Your task>
Search the data below for the string "CalibrationBin". Extract every line that contains it.

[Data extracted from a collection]

== Segment start ==

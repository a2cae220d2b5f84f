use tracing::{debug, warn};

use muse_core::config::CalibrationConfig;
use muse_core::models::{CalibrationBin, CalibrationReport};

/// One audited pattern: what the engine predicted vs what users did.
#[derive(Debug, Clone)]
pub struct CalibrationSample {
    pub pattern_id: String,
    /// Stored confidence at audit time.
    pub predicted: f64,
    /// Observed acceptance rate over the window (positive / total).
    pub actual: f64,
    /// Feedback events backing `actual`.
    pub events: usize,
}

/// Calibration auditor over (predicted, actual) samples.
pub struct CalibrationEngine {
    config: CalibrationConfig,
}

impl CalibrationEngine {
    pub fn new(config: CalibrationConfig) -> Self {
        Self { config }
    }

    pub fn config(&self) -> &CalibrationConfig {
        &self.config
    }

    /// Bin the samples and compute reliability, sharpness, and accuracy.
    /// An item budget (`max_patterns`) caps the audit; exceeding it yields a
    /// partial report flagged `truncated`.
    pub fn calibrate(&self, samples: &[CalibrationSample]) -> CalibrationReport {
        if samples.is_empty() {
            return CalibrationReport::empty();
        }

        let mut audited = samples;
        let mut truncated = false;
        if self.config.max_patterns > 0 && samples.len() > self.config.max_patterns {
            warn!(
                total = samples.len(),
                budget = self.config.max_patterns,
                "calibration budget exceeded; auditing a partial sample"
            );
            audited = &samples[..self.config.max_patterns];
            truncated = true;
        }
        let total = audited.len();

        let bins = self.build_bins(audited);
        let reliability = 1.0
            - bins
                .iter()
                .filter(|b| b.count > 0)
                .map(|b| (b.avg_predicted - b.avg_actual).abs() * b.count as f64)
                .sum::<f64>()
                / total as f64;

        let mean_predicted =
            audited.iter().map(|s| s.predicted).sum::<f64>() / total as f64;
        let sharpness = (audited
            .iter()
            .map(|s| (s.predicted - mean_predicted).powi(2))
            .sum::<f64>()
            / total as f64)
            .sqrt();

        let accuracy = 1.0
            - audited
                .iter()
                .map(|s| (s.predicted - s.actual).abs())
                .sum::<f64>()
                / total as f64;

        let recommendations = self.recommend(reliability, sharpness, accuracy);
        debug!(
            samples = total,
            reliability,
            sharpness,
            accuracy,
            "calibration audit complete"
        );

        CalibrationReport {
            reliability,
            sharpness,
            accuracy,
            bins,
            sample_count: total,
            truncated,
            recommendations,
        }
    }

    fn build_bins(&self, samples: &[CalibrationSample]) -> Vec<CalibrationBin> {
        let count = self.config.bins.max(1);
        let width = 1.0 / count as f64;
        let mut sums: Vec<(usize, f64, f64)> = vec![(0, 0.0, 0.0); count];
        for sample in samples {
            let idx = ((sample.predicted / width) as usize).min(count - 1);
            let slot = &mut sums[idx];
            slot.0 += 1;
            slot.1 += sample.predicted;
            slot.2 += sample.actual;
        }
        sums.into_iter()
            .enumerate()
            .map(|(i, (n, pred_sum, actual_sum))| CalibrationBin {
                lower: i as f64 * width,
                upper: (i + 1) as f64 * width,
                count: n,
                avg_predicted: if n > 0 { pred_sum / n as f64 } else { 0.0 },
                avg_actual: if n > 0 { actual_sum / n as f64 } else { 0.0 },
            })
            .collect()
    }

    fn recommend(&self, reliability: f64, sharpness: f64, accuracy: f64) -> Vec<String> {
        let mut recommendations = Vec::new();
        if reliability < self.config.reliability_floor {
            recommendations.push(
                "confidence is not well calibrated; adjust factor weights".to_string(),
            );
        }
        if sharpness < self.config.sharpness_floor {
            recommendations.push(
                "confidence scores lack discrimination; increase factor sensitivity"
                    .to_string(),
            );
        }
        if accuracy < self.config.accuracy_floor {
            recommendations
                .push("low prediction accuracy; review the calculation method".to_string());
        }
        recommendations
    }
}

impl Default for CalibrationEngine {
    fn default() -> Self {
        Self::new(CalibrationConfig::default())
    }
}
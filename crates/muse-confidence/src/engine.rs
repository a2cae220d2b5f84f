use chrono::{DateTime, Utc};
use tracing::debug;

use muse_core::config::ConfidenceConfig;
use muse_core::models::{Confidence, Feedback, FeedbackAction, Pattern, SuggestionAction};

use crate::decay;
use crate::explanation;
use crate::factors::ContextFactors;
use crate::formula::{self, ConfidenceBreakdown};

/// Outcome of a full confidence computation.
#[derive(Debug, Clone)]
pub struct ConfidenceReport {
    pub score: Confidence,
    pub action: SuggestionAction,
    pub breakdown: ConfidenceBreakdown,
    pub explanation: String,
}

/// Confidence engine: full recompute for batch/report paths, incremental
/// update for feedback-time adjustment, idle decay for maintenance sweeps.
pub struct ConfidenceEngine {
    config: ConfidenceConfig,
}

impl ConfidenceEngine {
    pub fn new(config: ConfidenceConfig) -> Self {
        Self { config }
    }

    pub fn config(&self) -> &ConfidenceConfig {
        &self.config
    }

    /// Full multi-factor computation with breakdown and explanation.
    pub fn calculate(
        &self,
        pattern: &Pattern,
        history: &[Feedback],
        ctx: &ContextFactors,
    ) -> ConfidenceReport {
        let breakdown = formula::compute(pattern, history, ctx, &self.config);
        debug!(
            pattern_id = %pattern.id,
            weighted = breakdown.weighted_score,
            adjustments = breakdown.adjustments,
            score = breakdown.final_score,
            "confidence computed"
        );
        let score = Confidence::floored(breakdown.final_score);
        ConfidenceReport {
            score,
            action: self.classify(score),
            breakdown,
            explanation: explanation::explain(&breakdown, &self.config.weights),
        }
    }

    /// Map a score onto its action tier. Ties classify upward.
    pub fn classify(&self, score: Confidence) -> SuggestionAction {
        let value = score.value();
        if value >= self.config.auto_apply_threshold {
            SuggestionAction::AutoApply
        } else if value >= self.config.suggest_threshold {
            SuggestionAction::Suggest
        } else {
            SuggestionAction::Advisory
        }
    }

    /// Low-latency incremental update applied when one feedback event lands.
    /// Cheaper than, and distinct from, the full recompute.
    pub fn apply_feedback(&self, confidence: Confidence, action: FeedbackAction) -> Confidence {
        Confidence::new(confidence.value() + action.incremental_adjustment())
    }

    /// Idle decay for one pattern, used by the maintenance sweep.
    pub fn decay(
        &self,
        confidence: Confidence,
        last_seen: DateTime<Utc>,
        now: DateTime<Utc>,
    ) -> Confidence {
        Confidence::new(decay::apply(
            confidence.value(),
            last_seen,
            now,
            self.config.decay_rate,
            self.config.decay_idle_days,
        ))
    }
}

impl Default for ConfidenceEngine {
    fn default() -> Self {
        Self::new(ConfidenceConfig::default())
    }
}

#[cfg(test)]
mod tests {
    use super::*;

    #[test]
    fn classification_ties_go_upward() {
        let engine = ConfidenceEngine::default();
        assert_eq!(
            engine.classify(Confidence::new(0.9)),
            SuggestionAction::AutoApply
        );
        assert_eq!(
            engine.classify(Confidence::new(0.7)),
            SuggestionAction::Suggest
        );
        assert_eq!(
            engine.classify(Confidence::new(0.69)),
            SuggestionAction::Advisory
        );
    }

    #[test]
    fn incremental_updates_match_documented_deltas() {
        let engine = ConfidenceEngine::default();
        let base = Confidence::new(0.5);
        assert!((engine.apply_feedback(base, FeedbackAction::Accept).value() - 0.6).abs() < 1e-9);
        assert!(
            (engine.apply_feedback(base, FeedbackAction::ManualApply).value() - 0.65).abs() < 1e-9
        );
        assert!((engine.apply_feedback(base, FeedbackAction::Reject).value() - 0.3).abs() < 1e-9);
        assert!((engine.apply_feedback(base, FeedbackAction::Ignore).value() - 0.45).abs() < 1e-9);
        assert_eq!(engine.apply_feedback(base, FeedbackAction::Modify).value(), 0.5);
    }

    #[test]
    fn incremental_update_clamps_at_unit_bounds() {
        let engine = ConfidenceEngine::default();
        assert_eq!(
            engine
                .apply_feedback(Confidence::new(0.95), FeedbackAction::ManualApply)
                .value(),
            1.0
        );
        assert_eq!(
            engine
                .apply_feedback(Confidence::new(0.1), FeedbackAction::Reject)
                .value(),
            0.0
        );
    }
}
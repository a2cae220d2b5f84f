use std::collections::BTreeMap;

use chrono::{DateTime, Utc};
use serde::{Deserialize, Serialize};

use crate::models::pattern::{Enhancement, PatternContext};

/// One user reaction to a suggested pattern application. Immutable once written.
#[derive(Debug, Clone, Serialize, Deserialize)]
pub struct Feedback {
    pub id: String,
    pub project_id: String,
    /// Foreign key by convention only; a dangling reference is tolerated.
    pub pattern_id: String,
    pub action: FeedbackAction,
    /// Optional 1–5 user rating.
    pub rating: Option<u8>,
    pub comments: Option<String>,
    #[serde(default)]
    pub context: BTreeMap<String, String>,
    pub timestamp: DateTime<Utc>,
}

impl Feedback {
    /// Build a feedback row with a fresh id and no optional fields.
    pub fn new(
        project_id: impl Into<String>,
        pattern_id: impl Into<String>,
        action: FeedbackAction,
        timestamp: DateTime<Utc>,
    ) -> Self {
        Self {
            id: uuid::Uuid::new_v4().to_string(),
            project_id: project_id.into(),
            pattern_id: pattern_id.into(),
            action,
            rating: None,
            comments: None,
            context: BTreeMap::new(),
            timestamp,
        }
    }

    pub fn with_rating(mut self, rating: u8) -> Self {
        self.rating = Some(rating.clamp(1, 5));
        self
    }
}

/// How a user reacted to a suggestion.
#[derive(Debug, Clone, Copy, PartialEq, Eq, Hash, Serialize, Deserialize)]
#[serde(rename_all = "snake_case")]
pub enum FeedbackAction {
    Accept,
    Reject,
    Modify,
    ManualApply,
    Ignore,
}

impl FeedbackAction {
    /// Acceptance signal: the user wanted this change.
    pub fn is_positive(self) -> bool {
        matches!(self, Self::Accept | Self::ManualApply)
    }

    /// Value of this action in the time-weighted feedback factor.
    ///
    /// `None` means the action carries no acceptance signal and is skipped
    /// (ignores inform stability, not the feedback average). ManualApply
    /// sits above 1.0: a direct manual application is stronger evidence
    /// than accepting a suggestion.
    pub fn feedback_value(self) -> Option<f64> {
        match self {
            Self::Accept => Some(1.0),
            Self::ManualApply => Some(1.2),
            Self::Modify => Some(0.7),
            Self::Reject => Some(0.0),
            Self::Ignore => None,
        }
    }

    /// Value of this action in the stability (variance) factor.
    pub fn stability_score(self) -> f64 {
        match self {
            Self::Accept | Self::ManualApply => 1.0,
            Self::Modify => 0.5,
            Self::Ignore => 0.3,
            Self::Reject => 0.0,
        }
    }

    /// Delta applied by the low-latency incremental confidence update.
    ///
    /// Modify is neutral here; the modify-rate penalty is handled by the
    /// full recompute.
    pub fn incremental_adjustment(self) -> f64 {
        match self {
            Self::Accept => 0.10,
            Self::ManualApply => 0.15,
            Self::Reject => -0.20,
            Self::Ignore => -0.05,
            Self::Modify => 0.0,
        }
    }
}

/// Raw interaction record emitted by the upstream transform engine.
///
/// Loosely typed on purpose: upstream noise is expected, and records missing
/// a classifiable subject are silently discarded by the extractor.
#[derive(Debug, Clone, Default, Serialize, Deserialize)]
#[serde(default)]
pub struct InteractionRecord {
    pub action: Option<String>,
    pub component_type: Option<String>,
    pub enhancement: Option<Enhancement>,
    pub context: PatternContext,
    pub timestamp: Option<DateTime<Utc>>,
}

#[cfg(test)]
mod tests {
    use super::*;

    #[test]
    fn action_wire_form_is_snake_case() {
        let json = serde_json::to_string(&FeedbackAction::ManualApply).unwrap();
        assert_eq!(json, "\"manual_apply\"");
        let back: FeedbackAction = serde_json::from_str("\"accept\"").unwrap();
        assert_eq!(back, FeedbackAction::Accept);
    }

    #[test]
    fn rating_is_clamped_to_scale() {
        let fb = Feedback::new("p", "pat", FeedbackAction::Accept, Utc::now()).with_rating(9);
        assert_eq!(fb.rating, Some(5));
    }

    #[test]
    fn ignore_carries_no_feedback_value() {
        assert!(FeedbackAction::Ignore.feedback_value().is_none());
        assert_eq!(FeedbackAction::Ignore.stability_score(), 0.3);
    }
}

== Segment end ==

Answer space>
use muse_core::models::{CalibrationBin, CalibrationReport};
    fn build_bins(&self, samples: &[CalibrationSample]) -> Vec<CalibrationBin> {
            .map(|(i, (n, pred_sum, actual_sum))| CalibrationBin {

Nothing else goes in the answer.